NBC Admin - Thursday, July 10, 2014

This was originally posted on our old website a few years ago:

 

Misrepresentation and why it is not just wrong but harmful
I debated even writing this blog because I should probably just let the video slip away but I think it is my duty as a behavior analyst to educate people when I see something that misrepresents the field of behavior analysis. I received this video yesterday advertising the Son Rise Program. I am willing to admit that I do not know that much about this treatment but I do know that it is greatly misrepresenting the field of behavior analysis in this video. I am hoping to try to keep this organized but I might start to babble as this is a somewhat emotional post for me. I am going to analyze why it is wrong for Son Rise to not just advertise their program but mislead people about ABA, additionally I will explain why their statement about ABA being robotic and focusing ONLY on extinguishing behaviors is false, lastly I will attempt to show how Son Rise is most likely making use of behavioral techniques but just calling it something else.

Misleading Parents is Harmful
My first issue with this ad is how harmful it is for parents.

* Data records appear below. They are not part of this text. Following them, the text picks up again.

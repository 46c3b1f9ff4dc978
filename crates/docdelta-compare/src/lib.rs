//! Comparison orchestrator for docdelta.
//!
//! Drives the block aligner over two document versions, runs the text diff
//! engine on every aligned text pair, and rolls the results up into
//! document-level change statistics.
//!
//! # Key Types
//!
//! - [`Comparator`] -- Configured entry point; [`compare`] uses defaults
//! - [`Comparison`] / [`PairComparison`] / [`TextComparison`] -- The result
//! - [`CompareConfig`] -- TOML-loadable engine settings
//! - [`CompareError`] -- Resource-limit, input, and configuration failures
//!
//! # Statistics policy
//!
//! Character statistics count Unicode scalar values. Matched and modified
//! text pairs contribute their diff totals; an added or removed text block
//! contributes its whole content as added or removed; image blocks never
//! contribute, whatever their match type.

pub mod comparator;
pub mod comparison;
pub mod config;
pub mod error;

pub use comparator::{compare, Comparator};
pub use comparison::{Comparison, PairComparison, TextComparison};
pub use config::CompareConfig;
pub use error::{CompareError, CompareResult};

pub use docdelta_align::{AlignError, BlockMatcher, DefaultMatcher, SimilarityThresholds};
pub use docdelta_types::{
    AlignedPair, Block, BlockContent, ChangeStats, DiffSegment, DocumentVersion, MatchSummary,
    MatchType, SegmentKind,
};
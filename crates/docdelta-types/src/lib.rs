//! Foundation types for docdelta.
//!
//! This crate provides the value types exchanged between the document
//! extraction step, the comparison engine, and whatever renders the result.
//! Every other docdelta crate depends on `docdelta-types`.
//!
//! # Key Types
//!
//! - [`Block`] / [`BlockContent`] — One paragraph or image of a document version
//! - [`RawBlock`] — The loosely-typed wire form produced by extraction
//! - [`DocumentVersion`] — A validated, ordered block sequence
//! - [`AlignedPair`] / [`MatchType`] — One row of a block alignment
//! - [`DiffSegment`] / [`SegmentKind`] — One run of a character diff
//! - [`ChangeStats`] — Added/removed/unchanged character totals
//! - [`MatchSummary`] — Pair counts per match type

pub mod block;
pub mod error;
pub mod pair;
pub mod segment;
pub mod stats;
pub mod version;

pub use block::{Block, BlockContent, BlockId, BlockKind, BlockMeta, RawBlock};
pub use error::{TypeError, TypeResult};
pub use pair::{AlignedPair, MatchType};
pub use segment::{new_text, old_text, DiffSegment, SegmentKind};
pub use stats::{ChangeStats, MatchSummary};
pub use version::DocumentVersion;
//! get_current_time tool - report the local clock
//!
//! The timezone argument is echoed back; no conversion happens. The
//! timestamp carries its own UTC offset so the answer stays unambiguous.

use chrono::{DateTime, Local, SecondsFormat};
use serde::Deserialize;
use serde_json::{Map, Value, json};

use super::ToolResult;

pub(super) const NAME: &str = "get_current_time";

pub(super) const DESCRIPTION: &str = "Get the current time";

const DEFAULT_TIMEZONE: &str = "UTC";

#[derive(Debug, Clone, Default, Deserialize)]
pub struct CurrentTimeArgs {
    #[serde(default)]
    pub timezone: Option<String>,
}

pub(super) fn parameters() -> Value {
    json!({
        "type": "object",
        "properties": {
            "timezone": {
                "type": "string",
                "description": "Timezone (e.g., 'UTC', 'America/New_York')",
                "default": DEFAULT_TIMEZONE
            }
        }
    })
}

pub(super) fn run(args: CurrentTimeArgs) -> ToolResult {
    run_at(Local::now(), args)
}

fn run_at(now: DateTime<Local>, args: CurrentTimeArgs) -> ToolResult {
    let timezone = args.timezone.unwrap_or_else(|| DEFAULT_TIMEZONE.to_string());

    let mut fields = Map::new();
    fields.insert(
        "time".to_string(),
        Value::String(now.to_rfc3339_opts(SecondsFormat::Micros, false)),
    );
    fields.insert("timezone".to_string(), Value::String(timezone));
    ToolResult::success(fields)
}
//! LLM Client Layer - Ollama chat API integration
//!
//! This module provides:
//! - Message and tool types for LLM communication
//! - LlmClient trait for API abstraction
//! - OllamaClient implementation
//! - MockLlmClient for tests

pub mod client;
pub mod ollama;
pub mod types;

pub use client::{LlmClient, MockLlmClient};
pub use ollama::{OllamaClient, OllamaConfig};
pub use types::{
    CompletionRequest, CompletionResponse, FunctionCall, FunctionDefinition, Message, Role, ToolCall, ToolDefinition,
    Usage,
};
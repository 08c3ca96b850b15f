//! LLM client trait and a scripted test double

use std::collections::VecDeque;
use std::sync::Mutex;

use async_trait::async_trait;

use crate::error::{ChatError, Result};
use crate::llm::types::{CompletionRequest, CompletionResponse};

/// Stateless LLM client - each call is independent
#[async_trait]
pub trait LlmClient: Send + Sync {
    /// Single completion request (blocking until complete)
    async fn complete(&self, request: CompletionRequest) -> Result<CompletionResponse>;

    /// Model name requests default to
    fn model(&self) -> &str;
}

/// Scripted client: replays queued responses and records every request.
pub struct MockLlmClient {
    responses: Mutex<VecDeque<CompletionResponse>>,
    requests: Mutex<Vec<CompletionRequest>>,
}

impl MockLlmClient {
    /// Create a mock that answers with `responses` in order
    pub fn new(responses: Vec<CompletionResponse>) -> Self {
        Self {
            responses: Mutex::new(responses.into()),
            requests: Mutex::new(Vec::new()),
        }
    }

    /// Requests received so far
    pub fn requests(&self) -> Vec<CompletionRequest> {
        self.requests.lock().unwrap_or_else(|e| e.into_inner()).clone()
    }

    /// Number of scripted responses not yet consumed
    pub fn remaining(&self) -> usize {
        self.responses.lock().unwrap_or_else(|e| e.into_inner()).len()
    }
}

#[async_trait]
impl LlmClient for MockLlmClient {
    async fn complete(&self, request: CompletionRequest) -> Result<CompletionResponse> {
        self.requests.lock().unwrap_or_else(|e| e.into_inner()).push(request);
        self.responses
            .lock()
            .unwrap_or_else(|e| e.into_inner())
            .pop_front()
            .ok_or_else(|| ChatError::InvalidResponse("mock has no scripted response left".to_string()))
    }

    fn model(&self) -> &str {
        "mock-model"
    }
}
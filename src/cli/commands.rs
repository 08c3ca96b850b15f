//! CLI command definitions using clap.
//!
//! Defines the main CLI structure and subcommands:
//! - demo: run the three canned exchanges (default)
//! - ask: run one exchange
//! - tools: print the tool catalog
//! - calc: evaluate an expression locally

use clap::{Parser, Subcommand};
use std::path::PathBuf;

/// ollama-tools - Tool-calling chat driver for Ollama
#[derive(Parser, Debug)]
#[command(name = "ollama-tools")]
#[command(author, version, about, long_about = None)]
pub struct Cli {
    /// Optional config file path
    #[arg(short, long, global = true)]
    pub config: Option<PathBuf>,

    /// Chat endpoint URL (overrides config)
    #[arg(short, long, global = true)]
    pub endpoint: Option<String>,

    /// Model name (overrides config)
    #[arg(short, long, global = true)]
    pub model: Option<String>,

    /// Verbose output
    #[arg(short, long, global = true)]
    pub verbose: bool,

    /// Subcommand to execute
    #[command(subcommand)]
    pub command: Option<Commands>,
}

impl Cli {
    /// Check if verbose mode is enabled
    pub fn is_verbose(&self) -> bool {
        self.verbose
    }
}

/// Main subcommands
#[derive(Subcommand, Debug, PartialEq)]
pub enum Commands {
    /// Run the three demonstration exchanges
    Demo,

    /// Send one message and let the model use tools
    Ask {
        /// Message text
        #[arg(required = true, num_args = 1..)]
        message: Vec<String>,
    },

    /// Print the tool catalog sent to the model
    Tools,

    /// Evaluate an arithmetic expression with the calculate tool
    Calc {
        /// Expression, e.g. "2 ^ 10"
        #[arg(required = true, num_args = 1.., allow_hyphen_values = true)]
        expression: Vec<String>,
    },
}
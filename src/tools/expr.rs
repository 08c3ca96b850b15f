//! Constrained arithmetic evaluator
//!
//! Numbers, `+ - * / ^`, unary signs and parentheses. `**` is read as `^`.
//! Anything else is rejected; nothing is ever handed to a general evaluator.

use thiserror::Error;

/// Why an expression could not be evaluated
#[derive(Debug, Clone, PartialEq, Error)]
pub enum EvalError {
    #[error("empty expression")]
    Empty,

    #[error("unexpected character '{ch}' at position {pos}")]
    UnexpectedChar { ch: char, pos: usize },

    #[error("invalid number '{text}' at position {pos}")]
    InvalidNumber { text: String, pos: usize },

    #[error("unexpected '{token}' at position {pos}")]
    UnexpectedToken { token: String, pos: usize },

    #[error("unexpected end of expression")]
    UnexpectedEnd,

    #[error("unbalanced parenthesis at position {pos}")]
    UnbalancedParen { pos: usize },

    #[error("expression nested deeper than {limit} levels")]
    TooDeep { limit: usize },

    #[error("division by zero")]
    DivisionByZero,

    #[error("result is not a finite number")]
    NonFinite,
}

#[derive(Debug, Clone, Copy, PartialEq)]
enum Token {
    Num(f64),
    Plus,
    Minus,
    Star,
    Slash,
    Caret,
    LParen,
    RParen,
}

impl std::fmt::Display for Token {
    fn fmt(&self, f: &mut std::fmt::Formatter<'_>) -> std::fmt::Result {
        match self {
            Token::Num(n) => write!(f, "{}", n),
            Token::Plus => f.write_str("+"),
            Token::Minus => f.write_str("-"),
            Token::Star => f.write_str("*"),
            Token::Slash => f.write_str("/"),
            Token::Caret => f.write_str("^"),
            Token::LParen => f.write_str("("),
            Token::RParen => f.write_str(")"),
        }
    }
}

/// Token plus its byte offset in the source
type Spanned = (Token, usize);

fn tokenize(input: &str) -> Result<Vec<Spanned>, EvalError> {
    let bytes = input.as_bytes();
    let mut tokens = Vec::new();
    let mut i = 0;

    while i < bytes.len() {
        let c = bytes[i];
        let tok = match c {
            b' ' | b'\t' | b'\n' | b'\r' => {
                i += 1;
                continue;
            }
            b'0'..=b'9' | b'.' => {
                let start = i;
                i = scan_number(bytes, i);
                let text = &input[start..i];
                let value = text.parse::<f64>().map_err(|_| EvalError::InvalidNumber {
                    text: text.to_string(),
                    pos: start,
                })?;
                tokens.push((Token::Num(value), start));
                continue;
            }
            b'+' => Token::Plus,
            b'-' => Token::Minus,
            b'*' if bytes.get(i + 1) == Some(&b'*') => {
                tokens.push((Token::Caret, i));
                i += 2;
                continue;
            }
            b'*' => Token::Star,
            b'/' => Token::Slash,
            b'^' => Token::Caret,
            b'(' => Token::LParen,
            b')' => Token::RParen,
            _ => {
                // Report the full char, not a UTF-8 fragment
                let ch = input[i..].chars().next().unwrap_or('?');
                return Err(EvalError::UnexpectedChar { ch, pos: i });
            }
        };
        tokens.push((tok, i));
        i += 1;
    }

    Ok(tokens)
}

/// digits ['.' digits] [exponent]; returns the end offset
fn scan_number(bytes: &[u8], mut i: usize) -> usize {
    while i < bytes.len() && (bytes[i].is_ascii_digit() || bytes[i] == b'.') {
        i += 1;
    }
    if i < bytes.len() && (bytes[i] == b'e' || bytes[i] == b'E') {
        let mut j = i + 1;
        if j < bytes.len() && (bytes[j] == b'+' || bytes[j] == b'-') {
            j += 1;
        }
        if j < bytes.len() && bytes[j].is_ascii_digit() {
            while j < bytes.len() && bytes[j].is_ascii_digit() {
                j += 1;
            }
            i = j;
        }
    }
    i
}

/// Nesting limit for parentheses, unary signs and exponent chains
const MAX_DEPTH: usize = 256;

struct Parser {
    tokens: Vec<Spanned>,
    pos: usize,
    depth: usize,
}

impl Parser {
    fn peek(&self) -> Option<Token> {
        self.tokens.get(self.pos).map(|(t, _)| *t)
    }

    fn next(&mut self) -> Option<Spanned> {
        let tok = self.tokens.get(self.pos).copied();
        self.pos += 1;
        tok
    }

    // expr := term (('+' | '-') term)*
    fn expr(&mut self) -> Result<f64, EvalError> {
        let mut acc = self.term()?;
        while let Some(op @ (Token::Plus | Token::Minus)) = self.peek() {
            self.pos += 1;
            let rhs = self.term()?;
            acc = if op == Token::Plus { acc + rhs } else { acc - rhs };
        }
        Ok(acc)
    }

    // term := unary (('*' | '/') unary)*
    fn term(&mut self) -> Result<f64, EvalError> {
        let mut acc = self.unary()?;
        while let Some(op @ (Token::Star | Token::Slash)) = self.peek() {
            self.pos += 1;
            let rhs = self.unary()?;
            acc = if op == Token::Star {
                acc * rhs
            } else {
                if rhs == 0.0 {
                    return Err(EvalError::DivisionByZero);
                }
                acc / rhs
            };
        }
        Ok(acc)
    }

    // unary := ('+' | '-') unary | power
    // Every nesting path (parens, signs, '^') recurses through here
    fn unary(&mut self) -> Result<f64, EvalError> {
        if self.depth >= MAX_DEPTH {
            return Err(EvalError::TooDeep { limit: MAX_DEPTH });
        }
        self.depth += 1;
        let value = self.signed();
        self.depth -= 1;
        value
    }

    fn signed(&mut self) -> Result<f64, EvalError> {
        match self.peek() {
            Some(Token::Minus) => {
                self.pos += 1;
                Ok(-self.unary()?)
            }
            Some(Token::Plus) => {
                self.pos += 1;
                self.unary()
            }
            _ => self.power(),
        }
    }

    // power := primary ('^' unary)?   -- right associative, binds tighter than unary minus on its left
    fn power(&mut self) -> Result<f64, EvalError> {
        let base = self.primary()?;
        if self.peek() == Some(Token::Caret) {
            self.pos += 1;
            let exp = self.unary()?;
            return Ok(base.powf(exp));
        }
        Ok(base)
    }

    // primary := NUMBER | '(' expr ')'
    fn primary(&mut self) -> Result<f64, EvalError> {
        match self.next() {
            Some((Token::Num(n), _)) => Ok(n),
            Some((Token::LParen, open)) => {
                let value = self.expr()?;
                match self.next() {
                    Some((Token::RParen, _)) => Ok(value),
                    Some((tok, pos)) => Err(EvalError::UnexpectedToken {
                        token: tok.to_string(),
                        pos,
                    }),
                    None => Err(EvalError::UnbalancedParen { pos: open }),
                }
            }
            Some((tok, pos)) => Err(EvalError::UnexpectedToken {
                token: tok.to_string(),
                pos,
            }),
            None => Err(EvalError::UnexpectedEnd),
        }
    }
}

/// Evaluate an arithmetic expression
pub fn evaluate(input: &str) -> Result<f64, EvalError> {
    let tokens = tokenize(input)?;
    if tokens.is_empty() {
        return Err(EvalError::Empty);
    }

    let mut parser = Parser {
        tokens,
        pos: 0,
        depth: 0,
    };
    let value = parser.expr()?;

    if let Some((tok, pos)) = parser.next() {
        return Err(match tok {
            Token::RParen => EvalError::UnbalancedParen { pos },
            _ => EvalError::UnexpectedToken {
                token: tok.to_string(),
                pos,
            },
        });
    }

    if !value.is_finite() {
        return Err(EvalError::NonFinite);
    }
    Ok(value)
}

Parents of newly diagnosed children might see this ad and then adamantly refuse to incorporate ABA. How far the parent goes with this will determine the harm caused but if a parent sees this and says "I do not want a robotic child" and absolutely refuses anything presented as "behavioral" or "aba." And this parent is fortunate enough to live in a school district that offers ABA and makes large gains with the children in their schools but the parent refuses it because of this video. I am hoping that it won't happen but it is possible.

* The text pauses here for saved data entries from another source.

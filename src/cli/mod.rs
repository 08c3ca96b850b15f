//! CLI module for ollama-tools - command-line interface and subcommands.

pub mod commands;

pub use commands::Cli;
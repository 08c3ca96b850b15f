//! Chat driver module - tool-calling exchanges.
//!
//! This module provides:
//! - ChatDriver for running one user message through the model and tools
//! - Exchange records and the exchange state machine
//! - Narration and the canned demonstration

mod demo;
mod exchange;
mod narrate;

pub use demo::{DEMO_PROMPTS, run_demo};
pub use exchange::{ChatDriver, ChatDriverConfig, Exchange, ExchangeState, ToolInvocation};
pub use narrate::Narrator;
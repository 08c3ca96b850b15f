//! Tool system for LLM interactions
//!
//! The set of callable tools is closed: every tool is a [`ToolKind`] variant
//! with a wire name, a description and a parameter schema. The
//! [`ToolRegistry`] maps names requested by the model back to variants.

mod calculate;
mod current_time;
pub mod expr;
mod registry;

pub use expr::{EvalError, evaluate};
pub use registry::ToolRegistry;

use serde::Serialize;
use serde::de::DeserializeOwned;
use serde_json::{Map, Value};

use crate::llm::ToolDefinition;

/// A tool the model may call
#[derive(Debug, Clone, Copy, PartialEq, Eq, Hash)]
pub enum ToolKind {
    CurrentTime,
    Calculate,
}

impl ToolKind {
    /// Every tool, in catalog order
    pub const ALL: [ToolKind; 2] = [ToolKind::CurrentTime, ToolKind::Calculate];

    /// Tool name (matches the function name the model sends back)
    pub fn name(&self) -> &'static str {
        match self {
            ToolKind::CurrentTime => current_time::NAME,
            ToolKind::Calculate => calculate::NAME,
        }
    }

    /// Human-readable description
    pub fn description(&self) -> &'static str {
        match self {
            ToolKind::CurrentTime => current_time::DESCRIPTION,
            ToolKind::Calculate => calculate::DESCRIPTION,
        }
    }

    /// JSON Schema for input parameters
    pub fn parameters(&self) -> Value {
        match self {
            ToolKind::CurrentTime => current_time::parameters(),
            ToolKind::Calculate => calculate::parameters(),
        }
    }

    /// Catalog entry for the chat API
    pub fn definition(&self) -> ToolDefinition {
        ToolDefinition::function(self.name(), self.description(), self.parameters())
    }

    /// Bind named arguments and run the tool
    pub fn run(&self, arguments: Value) -> ToolResult {
        let result = match self {
            ToolKind::CurrentTime => bind(arguments).map(current_time::run),
            ToolKind::Calculate => bind(arguments).map(calculate::run),
        };

        result.unwrap_or_else(|e| ToolResult::error(format!("Invalid arguments for {}: {}", self.name(), e)))
    }
}

fn bind<A: DeserializeOwned>(arguments: Value) -> serde_json::Result<A> {
    serde_json::from_value(arguments)
}

/// Result from tool execution: result fields, or a lone `error` field
#[derive(Debug, Clone, PartialEq, Serialize)]
#[serde(transparent)]
pub struct ToolResult {
    fields: Map<String, Value>,
}

impl ToolResult {
    pub fn success(fields: Map<String, Value>) -> Self {
        Self { fields }
    }

    pub fn error(message: impl Into<String>) -> Self {
        let mut fields = Map::new();
        fields.insert("error".to_string(), Value::String(message.into()));
        Self { fields }
    }

    pub fn is_error(&self) -> bool {
        self.fields.contains_key("error")
    }

    /// Error message, if this is an error result
    pub fn error_message(&self) -> Option<&str> {
        self.fields.get("error").and_then(|v| v.as_str())
    }

    pub fn get(&self, key: &str) -> Option<&Value> {
        self.fields.get(key)
    }

    pub fn fields(&self) -> &Map<String, Value> {
        &self.fields
    }

    /// Serialized form appended to the conversation as a `tool` message
    pub fn to_content(&self) -> String {
        Value::Object(self.fields.clone()).to_string()
    }
}
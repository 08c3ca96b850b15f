//! calculate tool - evaluate an arithmetic expression

use serde::Deserialize;
use serde_json::{Map, Number, Value, json};

use super::ToolResult;
use super::expr;

pub(super) const NAME: &str = "calculate";

pub(super) const DESCRIPTION: &str = "Perform a mathematical calculation";

/// Largest magnitude at which every integer is exactly representable in f64
const MAX_EXACT_INT: f64 = 9_007_199_254_740_992.0;

#[derive(Debug, Clone, Deserialize)]
pub struct CalculateArgs {
    pub expression: String,
}

pub(super) fn parameters() -> Value {
    json!({
        "type": "object",
        "properties": {
            "expression": {
                "type": "string",
                "description": "Math expression to evaluate (e.g., '2 + 2', '10 * 5')"
            }
        },
        "required": ["expression"]
    })
}

pub(super) fn run(args: CalculateArgs) -> ToolResult {
    match expr::evaluate(&args.expression) {
        Ok(value) => {
            let mut fields = Map::new();
            fields.insert("result".to_string(), to_json_number(value));
            fields.insert("expression".to_string(), Value::String(args.expression));
            ToolResult::success(fields)
        }
        Err(e) => ToolResult::error(e.to_string()),
    }
}

/// Integral values go out as JSON integers (`56088`, not `56088.0`).
fn to_json_number(value: f64) -> Value {
    if value.fract() == 0.0 && value.abs() <= MAX_EXACT_INT {
        return Value::Number(Number::from(value as i64));
    }
    Number::from_f64(value).map(Value::Number).unwrap_or(Value::Null)
}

It is one thing to advertise your program and explain what your program does. If a parent connects with the core ideas of your program and wants to use it, then that is fine. BUT trying to separate your program from ABA, put down ABA (the only established intervention for autism) and say it is better than ABA and/or that it is nothing like ABA when they have large similarities is a completely different thing (I will explain the similarities below).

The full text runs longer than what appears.